══ DATA IN THIS EXERCISE ══

//! Workflow loading: definitions plus a factory registry become
//! executable workflows.

use crate::workflow::{Connection, Workflow, WorkflowBuilder};
use gyre_core::error::{GyreError, Result};
use gyre_core::flow::WorkflowDefinition;
use gyre_core::traits::NodeFactory;
use gyre_core::value::Value;
use std::collections::HashMap;
use std::sync::Arc;

/// Registry of node factories, keyed by node type.
#[derive(Default)]
pub struct NodeRegistry {
    factories: HashMap<String, Box<dyn NodeFactory>>,
}

impl NodeRegistry {
    /// Create an empty registry.
    pub fn new() -> Self {
        Self::default()
    }

    /// Register a factory. A later registration for the same type wins.
    pub fn register(&mut self, factory: Box<dyn NodeFactory>) {
        self.factories
            .insert(factory.node_type().to_string(), factory);
    }

    /// Check whether a node type is registered.
    pub fn has_type(&self, node_type: &str) -> bool {
        self.factories.contains_key(node_type)
    }

    /// Registered node types, sorted.
    pub fn node_types(&self) -> Vec<&str> {
        let mut types: Vec<&str> = self.factories.keys().map(String::as_str).collect();
        types.sort_unstable();
        types
    }

    /// Create a node instance of the given type.
    pub fn create(&self, node_type: &str, config: &Value) -> Result<Box<dyn gyre_core::traits::Node>> {
        let factory = self
            .factories
            .get(node_type)
            .ok_or_else(|| GyreError::UnknownNodeType {
                node_type: node_type.to_string(),
            })?;
        factory.create(config)
    }
}

/// Compile a validated definition into an executable workflow.
///
/// Nodes are instantiated through the registry in name order, so node IDs
/// are stable across loads of the same definition.
pub fn load_workflow(definition: &WorkflowDefinition, registry: &NodeRegistry) -> Result<Workflow> {
    if let Err(errors) = definition.validate() {
        let summary: Vec<String> = errors.iter().map(|e| e.to_string()).collect();
        return Err(GyreError::InvalidTopology {
            cause: format!(
                "definition '{}' failed validation: {}",
                definition.name,
                summary.join("; ")
            ),
        });
    }

    let mut builder = WorkflowBuilder::new(definition.name.clone())
        .settings(definition.settings.clone());

    let mut names: Vec<&String> = definition.nodes.keys().collect();
    names.sort_unstable();

    for name in names {
        let node_def = &definition.nodes[name];
        let node = registry.create(&node_def.node_type, &node_def.config)?;
        builder = builder.node_arc(name.clone(), Arc::from(node), node_def.config.clone());
        if let Some(ms) = node_def.timeout_ms {
            builder = builder.node_timeout_ms(name.clone(), ms);
        }
    }

    for conn in &definition.connections {
        builder = builder.connect(Connection::from(conn));
    }

    builder.build()
}
//! Per-run state store for cycle-carried node state.
//!
//! Each run owns one store; entries live for the run and are discarded
//! with it. Within a cycle group the store maps node IDs to carried state
//! (an opaque structured value the node itself defines, such as a running
//! history or counters), with per-iteration snapshots kept for inspection.
//!
//! Snapshots handed to nodes are always objects. On iteration 0 the
//! snapshot resolves to an **empty object, never null** — callers must be
//! able to read fields off the snapshot without null checks.

use crate::types::{CycleId, NodeId};
use crate::value::Value;
use parking_lot::RwLock;
use std::collections::HashMap;

#[derive(Default)]
struct CycleState {
    /// Last-known carried state per node.
    current: HashMap<NodeId, Value>,
    /// Historical snapshots keyed by (node, iteration).
    history: HashMap<(NodeId, u32), Value>,
}

/// Per-run, per-cycle carried-state store.
///
/// The store for a given cycle group is accessed by exactly one execution
/// path at a time (iterations are strictly sequential), so the lock here
/// only guards against concurrent access from independent groups.
#[derive(Default)]
pub struct StateStore {
    cycles: RwLock<HashMap<CycleId, CycleState>>,
}

impl StateStore {
    /// Create an empty store for a new run.
    pub fn new() -> Self {
        Self::default()
    }

    /// Get the current state snapshot for a node.
    ///
    /// Returns an empty object when the node has not yet recorded state
    /// (iteration 0), never null.
    pub fn snapshot(&self, cycle: &CycleId, node: NodeId) -> Value {
        let cycles = self.cycles.read();
        cycles
            .get(cycle)
            .and_then(|state| state.current.get(&node))
            .cloned()
            .unwrap_or_else(Value::object)
    }

    /// Record a node's updated state for an iteration.
    ///
    /// The value becomes the snapshot seen by the next iteration and is
    /// also retained under `(node, iteration)` for later inspection.
    pub fn record(&self, cycle: &CycleId, node: NodeId, iteration: u32, state: Value) {
        // Normalize nulls away at the boundary; downstream code relies on
        // snapshots always being objects.
        let state = if state.is_null() { Value::object() } else { state };

        let mut cycles = self.cycles.write();
        let entry = cycles.entry(cycle.clone()).or_default();
        entry.history.insert((node, iteration), state.clone());
        entry.current.insert(node, state);
    }

    /// Get the snapshot recorded at a specific iteration, if any.
    pub fn at_iteration(&self, cycle: &CycleId, node: NodeId, iteration: u32) -> Option<Value> {
        let cycles = self.cycles.read();
        cycles
            .get(cycle)
            .and_then(|state| state.history.get(&(node, iteration)))
            .cloned()
    }

    /// Number of iterations recorded for a node within a cycle.
    pub fn iterations_recorded(&self, cycle: &CycleId, node: NodeId) -> usize {
        let cycles = self.cycles.read();
        cycles
            .get(cycle)
            .map(|state| {
                state
                    .history
                    .keys()
                    .filter(|(n, _)| *n == node)
                    .count()
            })
            .unwrap_or(0)
    }

    /// View all current states of a cycle as one object keyed by node ID.
    ///
    /// Used as the `accumulated_state` argument to convergence callbacks.
    pub fn accumulated(&self, cycle: &CycleId) -> Value {
        let cycles = self.cycles.read();
        let mut out = Value::object();
        if let Some(state) = cycles.get(cycle) {
            for (node, value) in &state.current {
                out.set_field(node.to_string(), value.clone());
            }
        }
        out
    }

    /// Drop all state recorded for a cycle.
    pub fn clear_cycle(&self, cycle: &CycleId) {
        self.cycles.write().remove(cycle);
    }
}

#[cfg(test)]
mod tests {
    use super::*;
    use serde_json::json;

    #[test]
    fn first_snapshot_is_empty_object_never_null() {
        let store = StateStore::new();
        let cycle = CycleId::new("refine");

        let snapshot = store.snapshot(&cycle, NodeId::new(0));
        assert!(snapshot.is_object());
        assert!(!snapshot.is_null());
        // Field reads on the empty snapshot work without null handling.
        assert!(snapshot.get_field("history").is_none());
    }

    #[test]
    fn recorded_state_becomes_next_snapshot() {
        let store = StateStore::new();
        let cycle = CycleId::new("refine");
        let node = NodeId::new(1);

        let mut state = Value::object();
        state.set_field("history", vec![1i64].into());
        store.record(&cycle, node, 0, state);

        let snapshot = store.snapshot(&cycle, node);
        assert_eq!(snapshot.get_field("history").unwrap().inner(), &json!([1]));
    }

    #[test]
    fn null_state_normalized_to_empty_object() {
        let store = StateStore::new();
        let cycle = CycleId::new("refine");
        let node = NodeId::new(1);

        store.record(&cycle, node, 0, Value::null());
        assert!(store.snapshot(&cycle, node).is_object());
    }

    #[test]
    fn per_iteration_history_is_retained() {
        let store = StateStore::new();
        let cycle = CycleId::new("refine");
        let node = NodeId::new(2);

        for i in 0..3u32 {
            let mut state = Value::object();
            state.set_field("count", Value::int(i as i64));
            store.record(&cycle, node, i, state);
        }

        assert_eq!(store.iterations_recorded(&cycle, node), 3);
        assert_eq!(
            store.at_iteration(&cycle, node, 1).unwrap().get_f64("count"),
            Some(1.0)
        );
        assert_eq!(store.snapshot(&cycle, node).get_f64("count"), Some(2.0));
    }

    #[test]
    fn cycles_are_isolated() {
        let store = StateStore::new();
        let a = CycleId::new("a");
        let b = CycleId::new("b");
        let node = NodeId::new(0);

        let mut state = Value::object();
        state.set_field("x", Value::int(1));
        store.record(&a, node, 0, state);

        assert!(store.snapshot(&b, node).get_field("x").is_none());
    }

    #[test]
    fn clear_cycle_discards_state() {
        let store = StateStore::new();
        let cycle = CycleId::new("refine");
        let node = NodeId::new(0);

        let mut state = Value::object();
        state.set_field("x", Value::int(1));
        store.record(&cycle, node, 0, state);
        store.clear_cycle(&cycle);

        assert!(store.snapshot(&cycle, node).get_field("x").is_none());
        assert_eq!(store.iterations_recorded(&cycle, node), 0);
    }

    #[test]
    fn accumulated_view_keys_by_node() {
        let store = StateStore::new();
        let cycle = CycleId::new("refine");

        let mut state = Value::object();
        state.set_field("count", Value::int(4));
        store.record(&cycle, NodeId::new(7), 0, state);

        let acc = store.accumulated(&cycle);
        assert_eq!(acc.get_f64("node_7.count"), Some(4.0));
    }
}
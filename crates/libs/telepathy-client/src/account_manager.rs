use std::collections::BTreeMap;
use std::sync::{Arc, Mutex, MutexGuard, Weak};

use telepathy_bus::{Bus, DBusError, Signal, Variant, VariantMap, VariantMapExt};
use tokio::sync::broadcast;

use crate::account::Account;
use crate::config::ClientConfig;
use crate::constants::{ACCOUNT_MANAGER_BUS_NAME, ACCOUNT_MANAGER_OBJECT_PATH, IFACE_ACCOUNT_MANAGER};
use crate::feature::{Feature, Features};
use crate::proxy::{spawn, DBusProxy};
use crate::readiness::{
    Introspectable, Introspectables, IntrospectFuture, ReadinessHelper, ReadyObject,
};

/// Change notifications published by an [`AccountManager`].
#[derive(Clone, Debug)]
pub enum AccountManagerEvent {
    /// A new account appeared and is ready with the configured features.
    NewAccount(Arc<Account>),
    AccountValidityChanged { object_path: String, valid: bool },
    AccountRemoved(String),
}

struct ManagerState {
    interfaces: Vec<String>,
    accounts: BTreeMap<String, Arc<Account>>,
    valid: Vec<String>,
    invalid: Vec<String>,
    signals_connected: bool,
}

/// Proxy for the account manager.
pub struct AccountManager {
    readiness: ReadinessHelper<AccountManager>,
    config: ClientConfig,
    state: Mutex<ManagerState>,
    events: broadcast::Sender<AccountManagerEvent>,
}

impl ReadyObject for AccountManager {
    fn readiness_helper(&self) -> &ReadinessHelper<Self> {
        &self.readiness
    }
}

impl AccountManager {
    /// The account lists, with every account made ready.
    pub const FEATURE_CORE: Feature = Feature::new("AccountManager", 0, true);

    pub fn new(bus: Arc<dyn Bus>) -> Arc<Self> {
        Self::with_config(bus, ClientConfig::default())
    }

    pub fn with_config(bus: Arc<dyn Bus>, config: ClientConfig) -> Arc<Self> {
        let proxy = DBusProxy::new(bus, ACCOUNT_MANAGER_BUS_NAME, ACCOUNT_MANAGER_OBJECT_PATH);
        let (events, _) = broadcast::channel(64);
        Arc::new_cyclic(|weak: &Weak<Self>| Self {
            readiness: ReadinessHelper::new(weak.clone(), proxy, 0, Self::introspectables()),
            config,
            state: Mutex::new(ManagerState {
                interfaces: Vec::new(),
                accounts: BTreeMap::new(),
                valid: Vec::new(),
                invalid: Vec::new(),
                signals_connected: false,
            }),
            events,
        })
    }

    fn introspectables() -> Introspectables<Self> {
        let mut table = Introspectables::new();
        table.insert(
            Self::FEATURE_CORE,
            Introspectable::new([0], Features::new(), Vec::<String>::new(), Self::introspect_core),
        );
        table
    }

    fn state(&self) -> MutexGuard<'_, ManagerState> {
        self.state.lock().expect("account manager state mutex poisoned")
    }

    pub fn config(&self) -> &ClientConfig {
        &self.config
    }

    pub fn events(&self) -> broadcast::Receiver<AccountManagerEvent> {
        self.events.subscribe()
    }

    fn emit(&self, event: AccountManagerEvent) {
        let _ = self.events.send(event);
    }

    fn warn_unless_ready(&self, accessor: &str) {
        if !self.is_feature_ready(Self::FEATURE_CORE) {
            log::warn!("am: {}() used without {} being ready", accessor, Self::FEATURE_CORE);
        }
    }

    pub fn interfaces(&self) -> Vec<String> {
        self.warn_unless_ready("interfaces");
        self.state().interfaces.clone()
    }

    fn accounts_in(&self, paths: &[String]) -> Vec<Arc<Account>> {
        let state = self.state();
        paths
            .iter()
            .filter_map(|path| state.accounts.get(path).cloned())
            .collect()
    }

    pub fn valid_accounts(&self) -> Vec<Arc<Account>> {
        self.warn_unless_ready("valid_accounts");
        let paths = self.state().valid.clone();
        self.accounts_in(&paths)
    }

    pub fn invalid_accounts(&self) -> Vec<Arc<Account>> {
        self.warn_unless_ready("invalid_accounts");
        let paths = self.state().invalid.clone();
        self.accounts_in(&paths)
    }

    pub fn all_accounts(&self) -> Vec<Arc<Account>> {
        self.warn_unless_ready("all_accounts");
        self.state().accounts.values().cloned().collect()
    }

    pub fn account_for_path(&self, object_path: &str) -> Option<Arc<Account>> {
        self.warn_unless_ready("account_for_path");
        self.state().accounts.get(object_path).cloned()
    }

    /// Features made ready on every account before it is handed out.
    fn account_features(&self) -> Features {
        self.config
            .account_features
            .iter()
            .filter_map(|name| Account::feature_by_name(name))
            .collect()
    }

    fn build_account(&self, object_path: &str) -> Arc<Account> {
        Account::with_config(
            Arc::clone(self.dbus_proxy().bus()),
            object_path,
            self.config.clone(),
        )
    }

    fn introspect_core(manager: Arc<Self>) -> IntrospectFuture {
        Box::pin(async move { manager.introspect_main().await })
    }

    async fn introspect_main(self: &Arc<Self>) -> Result<(), DBusError> {
        self.connect_signals_once();
        let props = self.dbus_proxy().get_all(IFACE_ACCOUNT_MANAGER).await?;
        let valid = props.str_list_value("ValidAccounts").unwrap_or_default().to_vec();
        let invalid = props.str_list_value("InvalidAccounts").unwrap_or_default().to_vec();
        let interfaces = props.str_list_value("Interfaces").unwrap_or_default().to_vec();

        let accounts: Vec<Arc<Account>> = valid
            .iter()
            .chain(&invalid)
            .map(|path| self.build_account(path))
            .collect();
        let features = self.account_features();
        // Start every account first so they introspect concurrently.
        let pending: Vec<_> = accounts
            .iter()
            .map(|account| account.become_ready(features.clone()))
            .collect();
        for (account, ready) in accounts.iter().zip(pending) {
            if let Err(err) = ready.await {
                log::warn!(
                    "am: account {} failed to become ready: {}",
                    account.object_path(),
                    err
                );
            }
        }

        {
            let mut state = self.state();
            state.interfaces = interfaces.clone();
            state.valid = valid;
            state.invalid = invalid;
            for account in accounts {
                state
                    .accounts
                    .entry(account.object_path().to_owned())
                    .or_insert(account);
            }
        }
        self.readiness.set_interfaces(interfaces);
        log::debug!("am: core introspected");
        Ok(())
    }

    fn connect_signals_once(self: &Arc<Self>) {
        {
            let mut state = self.state();
            if state.signals_connected {
                return;
            }
            state.signals_connected = true;
        }
        self.dbus_proxy()
            .connect_signals(IFACE_ACCOUNT_MANAGER, Arc::downgrade(self), Self::on_signal);
    }

    fn on_signal(self: &Arc<Self>, signal: Signal) {
        let Some(object_path) = signal.args.first().and_then(Variant::as_str).map(str::to_owned) else {
            return;
        };
        match signal.member.as_str() {
            "AccountValidityChanged" => {
                let valid = signal.args.get(1).and_then(Variant::as_bool).unwrap_or(false);
                self.on_validity_changed(object_path, valid);
            }
            "AccountRemoved" => self.on_account_removed(&object_path),
            _ => {}
        }
    }

    fn move_path(state: &mut ManagerState, object_path: &str, valid: bool) {
        state.valid.retain(|path| path != object_path);
        state.invalid.retain(|path| path != object_path);
        if valid {
            state.valid.push(object_path.to_owned());
        } else {
            state.invalid.push(object_path.to_owned());
        }
    }

    fn on_validity_changed(self: &Arc<Self>, object_path: String, valid: bool) {
        let known = {
            let mut state = self.state();
            let known = state.accounts.contains_key(&object_path);
            if known {
                Self::move_path(&mut state, &object_path, valid);
            }
            known
        };
        if known {
            if self.is_feature_ready(Self::FEATURE_CORE) {
                self.emit(AccountManagerEvent::AccountValidityChanged { object_path, valid });
            }
            return;
        }

        log::debug!("am: new account {}", object_path);
        let account = self.build_account(&object_path);
        let ready = account.become_ready(self.account_features());
        let weak = Arc::downgrade(self);
        spawn(async move {
            if let Err(err) = ready.await {
                log::warn!("am: new account {} failed to become ready: {}", object_path, err);
            }
            let Some(manager) = weak.upgrade() else {
                return;
            };
            {
                let mut state = manager.state();
                if state.accounts.contains_key(&object_path) {
                    return;
                }
                Self::move_path(&mut state, &object_path, valid);
                state.accounts.insert(object_path, Arc::clone(&account));
            }
            if manager.is_feature_ready(Self::FEATURE_CORE) {
                manager.emit(AccountManagerEvent::NewAccount(account));
            }
        });
    }

    fn on_account_removed(&self, object_path: &str) {
        let removed = {
            let mut state = self.state();
            state.valid.retain(|path| path != object_path);
            state.invalid.retain(|path| path != object_path);
            state.accounts.remove(object_path).is_some()
        };
        if removed {
            log::debug!("am: account {} removed", object_path);
            if self.is_feature_ready(Self::FEATURE_CORE) {
                self.emit(AccountManagerEvent::AccountRemoved(object_path.to_owned()));
            }
        }
    }

    /// Creates an account and returns it once it is ready with the
    /// configured account features.
    pub async fn create_account(
        &self,
        connection_manager: &str,
        protocol: &str,
        display_name: &str,
        parameters: VariantMap,
        properties: VariantMap,
    ) -> Result<Arc<Account>, DBusError> {
        let reply = self
            .dbus_proxy()
            .call(
                IFACE_ACCOUNT_MANAGER,
                "CreateAccount",
                vec![
                    Variant::from(connection_manager),
                    Variant::from(protocol),
                    Variant::from(display_name),
                    Variant::Map(parameters),
                    Variant::Map(properties),
                ],
            )
            .await?;
        let object_path = reply
            .first()
            .and_then(Variant::as_str)
            .ok_or_else(|| DBusError::invalid_argument("CreateAccount returned no object path"))?
            .to_owned();

        let existing = self.state().accounts.get(&object_path).cloned();
        let account = existing.unwrap_or_else(|| self.build_account(&object_path));
        account.become_ready(self.account_features()).await?;
        let mut state = self.state();
        Ok(Arc::clone(state.accounts.entry(object_path).or_insert(account)))
    }
}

═══

**WHAT TO WORK ON**. Each line of the data that holds the word "IntrospectFuture" should be copied.

**RESPONSE BELOW**.
    Introspectable, Introspectables, IntrospectFuture, ReadinessHelper, ReadyObject,
    fn introspect_core(manager: Arc<Self>) -> IntrospectFuture {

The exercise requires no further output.